Use systemtap to analyze the memory leak of lua code
The memory used by lua code is managed by the GC, not calling malloc/free/mmap
directly.
The luajit GC uses mark-and-sweep algorithm. In simple words, it links all allocated gc objects in a
global list. When the memory is in pressure, it would trigger recycle procedures upon that list. Note that
because of single-threading design, the GC is interspersed in the flow of lua code (either compiled
or interpretered), e.g. after string allocation.

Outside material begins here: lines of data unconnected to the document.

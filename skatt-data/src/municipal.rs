//! CSV loader for municipal income tax rates.
//!
//! ## CSV Format
//!
//! | Column              | Type    | Notes                                  |
//! |---------------------|---------|----------------------------------------|
//! | `municipality_code` | string  | Four digits, e.g. `0301`               |
//! | `name`              | string  | Display name, not used in computations |
//! | `rate`              | decimal | Percentage, e.g. `22.0`                |
//!
//! ```csv
//! municipality_code,name,rate
//! 0301,Oslo,22.0
//! 4601,Bergen,22.0
//! ```

use std::collections::BTreeMap;
use std::io::Read;
use std::path::Path;

use regex::Regex;
use rust_decimal::Decimal;
use serde::Deserialize;
use tracing::debug;

use crate::error::LoaderError;

/// A single row of the municipal rates CSV file.
#[derive(Debug, Clone, Deserialize, PartialEq)]
pub struct MunicipalRateRecord {
    pub municipality_code: String,
    pub name: String,
    pub rate: Decimal,
}

/// Loader for municipal rate tables.
pub struct MunicipalRateLoader;

impl MunicipalRateLoader {
    /// Parse and validate records from a CSV reader. Rows are returned in
    /// file order.
    ///
    /// # Errors
    ///
    /// * [`LoaderError::Csv`] if the CSV is structurally invalid.
    /// * [`LoaderError::InvalidMunicipalityCode`] for a code that is not four
    ///   digits.
    /// * [`LoaderError::InvalidRate`] for a rate outside `0..=100`.
    /// * [`LoaderError::DuplicateMunicipality`] if a code appears twice.
    pub fn parse<R: Read>(reader: R) -> Result<Vec<MunicipalRateRecord>, LoaderError> {
        let code_pattern = Regex::new(r"^\d{4}$")?;
        let mut csv_reader = csv::ReaderBuilder::new()
            .has_headers(true)
            .trim(csv::Trim::All)
            .from_reader(reader);

        let mut records: Vec<MunicipalRateRecord> = Vec::new();
        for (idx, result) in csv_reader.deserialize().enumerate() {
            let record: MunicipalRateRecord = result?;
            let row = idx + 1;

            if !code_pattern.is_match(&record.municipality_code) {
                return Err(LoaderError::InvalidMunicipalityCode {
                    code: record.municipality_code,
                    row,
                });
            }
            if record.rate < Decimal::ZERO || record.rate > Decimal::ONE_HUNDRED {
                return Err(LoaderError::InvalidRate {
                    code: record.municipality_code,
                    rate: record.rate,
                    row,
                });
            }
            if records
                .iter()
                .any(|existing| existing.municipality_code == record.municipality_code)
            {
                return Err(LoaderError::DuplicateMunicipality {
                    code: record.municipality_code,
                    row,
                });
            }

            records.push(record);
        }

        debug!(count = records.len(), "parsed municipal rates");
        Ok(records)
    }

    /// Read a file from disk and delegate to [`parse`](Self::parse).
    pub fn load_from_file(path: &Path) -> Result<Vec<MunicipalRateRecord>, LoaderError> {
        let file = std::fs::File::open(path).map_err(|source| LoaderError::Io {
            path: path.to_path_buf(),
            source,
        })?;
        Self::parse(file)
    }

    /// Rate table keyed by municipality code.
    pub fn into_table(records: Vec<MunicipalRateRecord>) -> BTreeMap<String, Decimal> {
        records
            .into_iter()
            .map(|record| (record.municipality_code, record.rate))
            .collect()
    }
}

#[cfg(test)]
mod tests {
    use pretty_assertions::assert_eq;
    use rust_decimal_macros::dec;

    use super::*;

    const TEST_CSV: &str = "\
municipality_code,name,rate
0301,Oslo,22.0
4601,Bergen,21.5
5001,Trondheim,22.0
";

    #[test]
    fn test_parse_csv_rows_in_order() {
        let records = MunicipalRateLoader::parse(TEST_CSV.as_bytes()).expect("valid CSV");

        assert_eq!(records.len(), 3);
        assert_eq!(
            records[1],
            MunicipalRateRecord {
                municipality_code: "4601".to_string(),
                name: "Bergen".to_string(),
                rate: dec!(21.5),
            }
        );
    }

    #[test]
    fn test_parse_trims_whitespace() {
        let csv = "municipality_code,name,rate\n 1101 , Stavanger , 22.0 \n";

        let records = MunicipalRateLoader::parse(csv.as_bytes()).expect("valid CSV");

        assert_eq!(records[0].municipality_code, "1101");
        assert_eq!(records[0].rate, dec!(22.0));
    }

    #[test]
    fn test_into_table_keys_by_code() {
        let records = MunicipalRateLoader::parse(TEST_CSV.as_bytes()).unwrap();

        let table = MunicipalRateLoader::into_table(records);

        assert_eq!(table.len(), 3);
        assert_eq!(table["4601"], dec!(21.5));
    }

    #[test]
    fn test_parse_rejects_short_code() {
        let csv = "municipality_code,name,rate\n301,Oslo,22.0\n";

        let err = MunicipalRateLoader::parse(csv.as_bytes()).expect_err("code is three digits");

        let LoaderError::InvalidMunicipalityCode { code, row } = err else {
            panic!("Expected InvalidMunicipalityCode, got: {:?}", err);
        };
        assert_eq!(code, "301");
        assert_eq!(row, 1);
    }

    #[test]
    fn test_parse_rejects_rate_above_hundred() {
        let csv = "municipality_code,name,rate\n0301,Oslo,122.0\n";

        let err = MunicipalRateLoader::parse(csv.as_bytes()).expect_err("rate out of range");

        assert!(matches!(err, LoaderError::InvalidRate { row: 1, .. }));
    }

    #[test]
    fn test_parse_rejects_duplicates() {
        let csv = "municipality_code,name,rate\n0301,Oslo,22.0\n0301,Oslo,21.0\n";

        let err = MunicipalRateLoader::parse(csv.as_bytes()).expect_err("duplicate code");

        assert!(matches!(err, LoaderError::DuplicateMunicipality { row: 2, .. }));
    }

    #[test]
    fn test_parse_rejects_bad_decimal() {
        let csv = "municipality_code,name,rate\n0301,Oslo,abc\n";

        let err = MunicipalRateLoader::parse(csv.as_bytes()).expect_err("invalid decimal");

        assert!(matches!(err, LoaderError::Csv(_)));
    }
}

GC would try to check for each gc
object if it is still in used, e.g. as an upvalue, reside in a stack, etc. The GC would sweep all dangling gc objects at the end, and the corresponding memory would be freed.
In luajit, lj_alloc_malloc
and lj_alloc_realloc
would allocate gc objects, and lj_alloc_free
would
free them. So naturally, we could trace the invocations of these functions to check memory leak.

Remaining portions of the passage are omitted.